Saved entries:
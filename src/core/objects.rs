use crate::common::{ProctorError, Result};
use crate::common::config::DetectorConfig;
use crate::core::detector::{non_max_suppression, FaceBox, YoloOutput};
use crate::core::runtime::load_session;
use ort::{Environment, Session, Value};
use std::path::Path;
use std::sync::Arc;
use image::{DynamicImage, imageops::FilterType};
use ndarray::{Array4, CowArray};

pub const COCO_CLASSES: [&str; 80] = [
    "person", "bicycle", "car", "motorcycle", "airplane", "bus", "train", "truck", "boat",
    "traffic light", "fire hydrant", "stop sign", "parking meter", "bench", "bird", "cat", "dog",
    "horse", "sheep", "cow", "elephant", "bear", "zebra", "giraffe", "backpack", "umbrella",
    "handbag", "tie", "suitcase", "frisbee", "skis", "snowboard", "sports ball", "kite",
    "baseball bat", "baseball glove", "skateboard", "surfboard", "tennis racket", "bottle",
    "wine glass", "cup", "fork", "knife", "spoon", "bowl", "banana", "apple", "sandwich",
    "orange", "broccoli", "carrot", "hot dog", "pizza", "donut", "cake", "chair", "couch",
    "potted plant", "bed", "dining table", "toilet", "tv", "laptop", "mouse", "remote",
    "keyboard", "cell phone", "microwave", "oven", "toaster", "sink", "refrigerator", "book",
    "clock", "vase", "scissors", "teddy bear", "hair drier", "toothbrush",
];

#[derive(Debug, Clone, PartialEq)]
pub struct DetectedObject {
    pub label: String,
    pub bbox: FaceBox,
}

/// Finds forbidden objects (phones, second screens, ...) in a frame.
pub trait ObjectDetection: Send + Sync {
    fn detect_objects(&self, image: &DynamicImage) -> Result<Vec<DetectedObject>>;
}

pub struct ObjectDetector {
    session: Session,
    _environment: Arc<Environment>,
    input: DetectorConfig,
    targets: Vec<String>,
    min_confidence: f32,
}

impl ObjectDetector {
    /// `targets` are COCO class names; everything else is ignored.
    pub fn new(
        input: &DetectorConfig,
        model_path: &Path,
        optimization_level: u32,
        targets: &[String],
        min_confidence: f32,
    ) -> Result<Self> {
        let (session, environment) = load_session("object_detector", model_path, optimization_level)?;

        for target in targets {
            if !COCO_CLASSES.contains(&target.as_str()) {
                tracing::warn!("Forbidden object '{}' is not a COCO class and will never match", target);
            }
        }

        Ok(Self {
            session,
            _environment: environment,
            input: input.clone(),
            targets: targets.to_vec(),
            min_confidence,
        })
    }
}

impl ObjectDetection for ObjectDetector {
    fn detect_objects(&self, image: &DynamicImage) -> Result<Vec<DetectedObject>> {
        let resized = image.resize_exact(self.input.input_width, self.input.input_height, FilterType::Nearest);
        let rgb = resized.to_rgb8();
        let (w, h) = (rgb.width() as usize, rgb.height() as usize);

        let mut array = Array4::<f32>::zeros((1, 3, h, w));
        for (x, y, pixel) in rgb.enumerate_pixels() {
            for c in 0..3 {
                array[[0, c, y as usize, x as usize]] = pixel[c] as f32 / 255.0;
            }
        }

        let cow_array = CowArray::from(array.into_dyn());
        let input_tensor = Value::from_array(self.session.allocator(), &cow_array)?;
        let outputs = self.session.run(vec![input_tensor])?;

        let output = outputs
            .first()
            .ok_or_else(|| ProctorError::Model("Object detector produced no outputs".into()))?
            .try_extract::<f32>()?
            .view()
            .to_owned();
        let data = output
            .as_slice()
            .ok_or_else(|| ProctorError::Model("Object detector output is not contiguous".into()))?;
        let yolo = YoloOutput::new(data, output.shape()).ok_or_else(|| {
            ProctorError::Model(format!("Unexpected object detector output shape: {:?}", output.shape()))
        })?;

        let mut objects = parse_object_predictions(&yolo, &self.input, &self.targets, self.min_confidence);

        let scale_x = image.width() as f32 / self.input.input_width as f32;
        let scale_y = image.height() as f32 / self.input.input_height as f32;
        for object in &mut objects {
            object.bbox.x1 *= scale_x;
            object.bbox.x2 *= scale_x;
            object.bbox.y1 *= scale_y;
            object.bbox.y2 *= scale_y;
        }

        Ok(objects)
    }
}

/// Each prediction is `[cx, cy, w, h, score_0 .. score_79]`.
pub(crate) fn parse_object_predictions(
    output: &YoloOutput<'_>,
    input: &DetectorConfig,
    targets: &[String],
    min_confidence: f32,
) -> Vec<DetectedObject> {
    let class_count = output.fields().saturating_sub(4).min(COCO_CLASSES.len());
    let mut per_class: Vec<Vec<FaceBox>> = vec![Vec::new(); class_count];

    for i in 0..output.len() {
        let best = (0..class_count)
            .map(|c| (c, output.value(i, 4 + c)))
            .max_by(|a, b| a.1.total_cmp(&b.1));

        let (class_id, score) = match best {
            Some(best) if best.1 >= min_confidence => best,
            _ => continue,
        };
        if !targets.iter().any(|t| t == COCO_CLASSES[class_id]) {
            continue;
        }

        let (x1, y1, x2, y2) = output.corners(i, input.input_width as f32, input.input_height as f32);
        per_class[class_id].push(FaceBox { x1, y1, x2, y2, confidence: score });
    }

    per_class
        .into_iter()
        .enumerate()
        .flat_map(|(class_id, boxes)| {
            non_max_suppression(boxes, input.nms_iou_threshold)
                .into_iter()
                .map(move |bbox| DetectedObject { label: COCO_CLASSES[class_id].to_string(), bbox })
        })
        .collect()
}
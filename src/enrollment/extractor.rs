use crate::common::{ExamId, Result};
use crate::core::{FaceDetection, FaceEmbedding};
use crate::storage::{normalize_label, FacialSignature, SignatureStore};
use image::DynamicImage;
use serde::{Deserialize, Serialize};
use std::fs;
use std::path::Path;
use std::sync::Arc;

const IMAGE_EXTENSIONS: [&str; 4] = ["png", "jpg", "jpeg", "bmp"];

pub struct UploadedImage {
    pub file_name: String,
    /// Normalized filename stem.
    pub label: String,
    pub image: DynamicImage,
}

#[derive(Default)]
pub struct UploadScan {
    pub images: Vec<UploadedImage>,
    /// Image files that could not be decoded.
    pub unreadable: Vec<String>,
}

/// Decodes every image file in `folder`, in filename order. Non-image files are skipped.
pub fn enumerate_uploaded_images(folder: &Path) -> Result<UploadScan> {
    let mut entries: Vec<_> = fs::read_dir(folder)?
        .filter_map(|e| e.ok())
        .map(|e| e.path())
        .filter(|p| p.is_file())
        .collect();
    entries.sort();

    let mut scan = UploadScan::default();
    for path in entries {
        let is_image = path
            .extension()
            .and_then(|e| e.to_str())
            .map(|e| IMAGE_EXTENSIONS.contains(&e.to_ascii_lowercase().as_str()))
            .unwrap_or(false);
        if !is_image {
            continue;
        }

        let file_name = path.file_name().map(|n| n.to_string_lossy().into_owned()).unwrap_or_default();
        let stem = path.file_stem().map(|s| s.to_string_lossy().into_owned()).unwrap_or_default();

        match image::open(&path) {
            Ok(image) => scan.images.push(UploadedImage { file_name, label: normalize_label(&stem), image }),
            Err(e) => {
                tracing::warn!("Could not decode {}: {}", path.display(), e);
                scan.unreadable.push(file_name);
            }
        }
    }

    Ok(scan)
}

#[derive(Debug, Clone, Default, PartialEq, Eq, Serialize, Deserialize)]
pub struct ExtractionReport {
    pub success: bool,
    pub processed_count: usize,
    pub failed_files: Vec<String>,
}

/// Builds an exam's roster from a folder of student photos named after the student.
pub struct SignatureExtractor {
    detector: Arc<dyn FaceDetection>,
    embedder: Arc<dyn FaceEmbedding>,
    store: Arc<dyn SignatureStore>,
}

impl SignatureExtractor {
    pub fn new(
        detector: Arc<dyn FaceDetection>,
        embedder: Arc<dyn FaceEmbedding>,
        store: Arc<dyn SignatureStore>,
    ) -> Self {
        Self { detector, embedder, store }
    }

    pub fn extract_signatures(&self, exam_id: ExamId, images_folder: &Path) -> ExtractionReport {
        let scan = match enumerate_uploaded_images(images_folder) {
            Ok(scan) => scan,
            Err(e) => {
                tracing::error!("Cannot read upload folder {}: {}", images_folder.display(), e);
                return ExtractionReport::default();
            }
        };

        let mut failed_files = scan.unreadable;
        let mut signatures = Vec::with_capacity(scan.images.len());
        let total = scan.images.len();

        for (i, upload) in scan.images.into_iter().enumerate() {
            match self.signature_for(&upload) {
                Some(signature) => signatures.push(signature),
                None => failed_files.push(upload.file_name),
            }
            tracing::debug!("Extraction progress {}/{}", i + 1, total);
        }

        let processed_count = signatures.len();
        if processed_count == 0 {
            tracing::warn!("No usable face found for exam {} in {}", exam_id, images_folder.display());
            return ExtractionReport { success: false, processed_count, failed_files };
        }

        let success = match self.store.save_signature_set(exam_id, &signatures) {
            Ok(()) => true,
            Err(e) => {
                tracing::error!("Failed to save signatures for exam {}: {}", exam_id, e);
                false
            }
        };

        tracing::info!(
            "Extracted {} signatures for exam {} ({} failed)",
            processed_count,
            exam_id,
            failed_files.len()
        );
        ExtractionReport { success, processed_count, failed_files }
    }

    fn signature_for(&self, upload: &UploadedImage) -> Option<FacialSignature> {
        let faces = match self.detector.detect(&upload.image) {
            Ok(faces) => faces,
            Err(e) => {
                tracing::warn!("Face detection failed on {}: {}", upload.file_name, e);
                return None;
            }
        };

        let face = match faces.as_slice() {
            [face] => face,
            [] => {
                tracing::warn!("No face in {}", upload.file_name);
                return None;
            }
            _ => {
                tracing::warn!("{} faces in {}, expected one", faces.len(), upload.file_name);
                return None;
            }
        };

        match self.embedder.embed(&upload.image, face) {
            Ok(vector) => Some(FacialSignature::new(upload.label.clone(), vector)),
            Err(e) => {
                tracing::warn!("Embedding failed on {}: {}", upload.file_name, e);
                None
            }
        }
    }
}
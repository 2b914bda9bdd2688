pub mod guard;
pub mod overlay;
pub mod scanner;

pub use guard::{Guard, GuardKind, GuardStatus};
pub use overlay::{LoggingOverlay, Overlay, SharedOverlay};
pub use scanner::{Detection, ProcessScanner, ThreatScanner};

use crate::common::config::{GuardConfig, GuardsConfig};
use std::sync::Arc;
use std::time::Duration;

/// The enabled guards, started and stopped together.
pub struct GuardSet {
    guards: Vec<Guard>,
}

impl GuardSet {
    pub fn new(guards: Vec<Guard>) -> Self {
        Self { guards }
    }

    /// `overlay_for` is called once per enabled guard, so one guard's
    /// auto-release never clears another guard's overlay.
    pub fn from_config(config: &GuardsConfig, overlay_for: impl Fn(GuardKind) -> Arc<dyn Overlay>) -> Self {
        let guards = [(GuardKind::RemoteAccess, &config.remote_access), (GuardKind::Capture, &config.capture)]
            .into_iter()
            .filter(|(_, guard)| guard.enabled)
            .map(|(kind, guard)| process_guard(kind, guard, overlay_for(kind)))
            .collect();

        Self { guards }
    }

    pub fn start_all(&self) {
        for guard in &self.guards {
            if let Err(e) = guard.start() {
                tracing::error!("Failed to start {} guard: {}", guard.kind().name(), e);
            }
        }
    }

    pub fn stop_all(&self) {
        for guard in &self.guards {
            guard.stop();
        }
    }

    pub fn statuses(&self) -> Vec<GuardStatus> {
        self.guards.iter().map(Guard::get_status).collect()
    }

    pub fn len(&self) -> usize {
        self.guards.len()
    }

    pub fn is_empty(&self) -> bool {
        self.guards.is_empty()
    }
}

fn process_guard(kind: GuardKind, config: &GuardConfig, overlay: Arc<dyn Overlay>) -> Guard {
    Guard::new(
        kind,
        Arc::new(ProcessScanner::new(&config.keywords)),
        overlay,
        Duration::from_millis(config.interval_ms),
        Duration::from_millis(config.overlay_duration_ms),
    )
}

» **Task to carry out**: One number is the full answer: how many lines of the records include the string "struct".

» **Task result**: 7